たとえば、以下のようなコードはよい例です。Aに倒す場合は、if/else文と、Bの場合のブロックを消すだけで対応できます。
if group == A:
func(1)
func(2)
elif group == B:
func(3)
func(4)
一方、これを少しスマートに、以下のように書き直すとどうでしょうか。
args_by_group = {A: [1, 2], B: [3, 4]}
for arg in args_by_group[group]:
func(arg)
この時点では少しスマートに見えなくもないですが、A/Bテストが終わって片方に倒すときには、argsを辞書で持つ意味がなくなり、プログラムの構造に若干のリファクタが発生します。この際にバグが混入する可能性があります。
教訓2. A/Bテストは、終了時期を事前に必ず決めておくべし
期間は基本的にはサンプルサイズなどから事前に決めておくべきものですが、どの程度のデータがくるか事前に見積もることが難しい状況において、実験開始時点では終了時期が見積もれない場合があるかと思います。
ただ、そのような状況であっても、終了時期はあらかじめ決めた上で、その時期がくると自動で実験が終了するように実装しておくのがよいと考えます。
実験期間が1ヶ月にもなり、他に重要なタスクが舞い込んでくると、実験していたことを忘れてしまう可能性があります。atama plusでも似た事例が発生したことがありましたが、このようなリスクを見越して、終了時期を設定していたので、気づいた頃には既に実験が終了していました。もしネガティブなインパクトがある実験が忘れ去られていたら、と思うと、ヒヤヒヤする出来事でした。

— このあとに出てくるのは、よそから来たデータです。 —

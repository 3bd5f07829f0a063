//! Helpers for safely mutating environment variables in tests.
//!
//! Each mutation takes a global re-entrant mutex and returns an RAII guard
//! that restores the previous state when dropped. Stacked guards for one key
//! restore in LIFO order. Use [`lock`] or [`scrub_prefix`] when a test needs
//! the environment to stay still across several operations.
//!
//! # Examples
//!
//! ```
//! use specleft_test_helpers::env;
//!
//! let _g = env::set_var("SPECLEFT_FLUSH", "manual");
//! assert_eq!(std::env::var("SPECLEFT_FLUSH").as_deref(), Ok("manual"));
//! ```

use parking_lot::{ReentrantMutex, ReentrantMutexGuard};
use std::env;
use std::ffi::{OsStr, OsString};
use std::fmt;
use std::sync::LazyLock;

static ENV_MUTEX: LazyLock<ReentrantMutex<()>> = LazyLock::new(ReentrantMutex::default);

/// Wrapper around `std::env::set_var`.
///
/// # Safety
///
/// Callers must hold `ENV_MUTEX`.
unsafe fn env_set_var(key: &str, value: &OsStr) {
    unsafe { env::set_var(key, value) };
}

/// Wrapper around `std::env::remove_var`.
///
/// # Safety
///
/// Callers must hold `ENV_MUTEX`.
unsafe fn env_remove_var(key: &str) {
    unsafe { env::remove_var(key) };
}

fn mutate_locked<F>(
    key: String,
    mutator: F,
    _guard: &ReentrantMutexGuard<'static, ()>,
) -> EnvVarGuard
where
    F: FnOnce(&str),
{
    let original = env::var_os(&key);
    mutator(&key);
    EnvVarGuard { key, original }
}

/// RAII guard restoring an environment variable to its prior value on drop.
#[must_use = "dropping restores the prior value"]
pub struct EnvVarGuard {
    key: String,
    original: Option<OsString>,
}

impl fmt::Debug for EnvVarGuard {
    fn fmt(&self, f: &mut fmt::Formatter<'_>) -> fmt::Result {
        f.debug_struct("EnvVarGuard")
            .field("key", &self.key)
            .field("had_original", &self.original.is_some())
            .finish_non_exhaustive()
    }
}

impl Drop for EnvVarGuard {
    fn drop(&mut self) {
        let _guard = ENV_MUTEX.lock();
        if let Some(val) = self.original.take() {
            // SAFETY: We hold `ENV_MUTEX` during restoration.
            unsafe { env_set_var(&self.key, &val) };
        } else {
            // SAFETY: We hold `ENV_MUTEX` during restoration.
            unsafe { env_remove_var(&self.key) };
        }
    }
}

/// Holds the global environment lock for its lifetime.
#[must_use = "dropping releases the environment lock"]
pub struct EnvVarLock {
    guard: ReentrantMutexGuard<'static, ()>,
}

impl EnvVarLock {
    /// Set a variable while holding the lock.
    pub fn set_var<K, V>(&self, key: K, value: V) -> EnvVarGuard
    where
        K: Into<String>,
        V: AsRef<OsStr>,
    {
        // SAFETY: `self.guard` holds `ENV_MUTEX`.
        mutate_locked(key.into(), |k| unsafe { env_set_var(k, value.as_ref()) }, &self.guard)
    }

    /// Remove a variable while holding the lock.
    pub fn remove_var<K>(&self, key: K) -> EnvVarGuard
    where
        K: Into<String>,
    {
        // SAFETY: `self.guard` holds `ENV_MUTEX`.
        mutate_locked(key.into(), |k| unsafe { env_remove_var(k) }, &self.guard)
    }
}

/// Lock plus the guards created under it. Guards restore before the lock is
/// released.
#[must_use = "dropping releases the environment lock and restores guards"]
pub struct EnvScope {
    _lock: EnvVarLock,
    guards: Vec<EnvVarGuard>,
}

impl EnvScope {
    /// Number of variables this scope changed.
    #[must_use]
    pub fn len(&self) -> usize {
        self.guards.len()
    }

    /// `true` when the scope changed nothing.
    #[must_use]
    pub fn is_empty(&self) -> bool {
        self.guards.is_empty()
    }
}

impl Drop for EnvScope {
    fn drop(&mut self) {
        drop(std::mem::take(&mut self.guards));
    }
}

/// Set an environment variable and return a guard restoring its prior value.
///
/// # Examples
/// ```
/// use specleft_test_helpers::env;
/// let _g = env::set_var("FOO", "bar");
/// assert!(matches!(std::env::var("FOO"), Ok(ref value) if value == "bar"));
/// ```
pub fn set_var<K, V>(key: K, value: V) -> EnvVarGuard
where
    K: Into<String>,
    V: AsRef<OsStr>,
{
    lock().set_var(key, value)
}

/// Remove an environment variable and return a guard restoring its prior
/// value.
pub fn remove_var<K>(key: K) -> EnvVarGuard
where
    K: Into<String>,
{
    lock().remove_var(key)
}

/// Acquire the global environment lock.
pub fn lock() -> EnvVarLock {
    EnvVarLock {
        guard: ENV_MUTEX.lock(),
    }
}

/// Remove every variable whose name starts with `prefix`, holding the lock
/// until the returned scope drops.
///
/// # Examples
/// ```
/// use specleft_test_helpers::env;
///
/// let _outer = env::set_var("SPECLEFT_RUN_LABEL", "local");
/// {
///     let _scope = env::scrub_prefix("SPECLEFT_");
///     assert!(std::env::var("SPECLEFT_RUN_LABEL").is_err());
/// }
/// assert_eq!(std::env::var("SPECLEFT_RUN_LABEL").as_deref(), Ok("local"));
/// ```
pub fn scrub_prefix(prefix: &str) -> EnvScope {
    let lock = lock();
    let keys: Vec<String> = env::vars_os()
        .filter_map(|(key, _)| key.into_string().ok())
        .filter(|key| key.starts_with(prefix))
        .collect();
    let guards = keys.into_iter().map(|key| lock.remove_var(key)).collect();
    EnvScope {
        _lock: lock,
        guards,
    }
}

/// Run `f` while holding the global environment lock.
pub fn with_lock<F, R>(f: F) -> R
where
    F: FnOnce() -> R,
{
    let _guard = ENV_MUTEX.lock();
    f()
}
//! Behavioural tests for `specleft` using `rstest-bdd`.
//!
//! Step implementations live under [`steps`], fixtures under [`fixtures`],
//! and [`scenarios`] binds the `.feature` files to them.

mod fixtures;
mod scenarios;
mod steps;
//! Error types produced while tracing and persisting test runs.

mod constructors;
mod types;

pub use types::SpecleftError;

/// Result alias used throughout the crate.
pub type SpecleftResult<T> = Result<T, SpecleftError>;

得られた教訓:実験の終了時期を必ず決め、その時期がきたら実験が自動的に終了するような仕組みを実装しておくこと。
教訓3. A/B群への振り分け方法はランダムにすべし
一番最初の実験で、A/Bテストの基盤がまだそれほど整っていない時に、ユーザーIDの偶数/奇数で振り分けを行ったことがありました。
ただ、同じ振り分け方法でA/Aテストを実施したところ、有意差が出てしまい、ランダム化の条件が満たされていないことが判明した、ということがあり、以降は必ずランダムに振り分けを行うように実装しています。
得られた教訓:A/B群への振り分け方法は必ずランダムに行うこと。心配な場合はA/Aテストによって検証を行うこと。
いかがでしたでしょうか。
atama plusではこれからも、よりA/Bテストを効率的に、かつ精度高く実施できるように、継続的にA/Bテスト基盤の改善を進めていく予定です。なるべく早く、常に10件くらいの実験が並行して走っている、くらいの状態にまでスケールさせていきたいですね。
この記事が、これからA/Bテストを始めようとされている方の少しでもお役に立てると嬉しいです。それでは、よいA/Bテストライフを!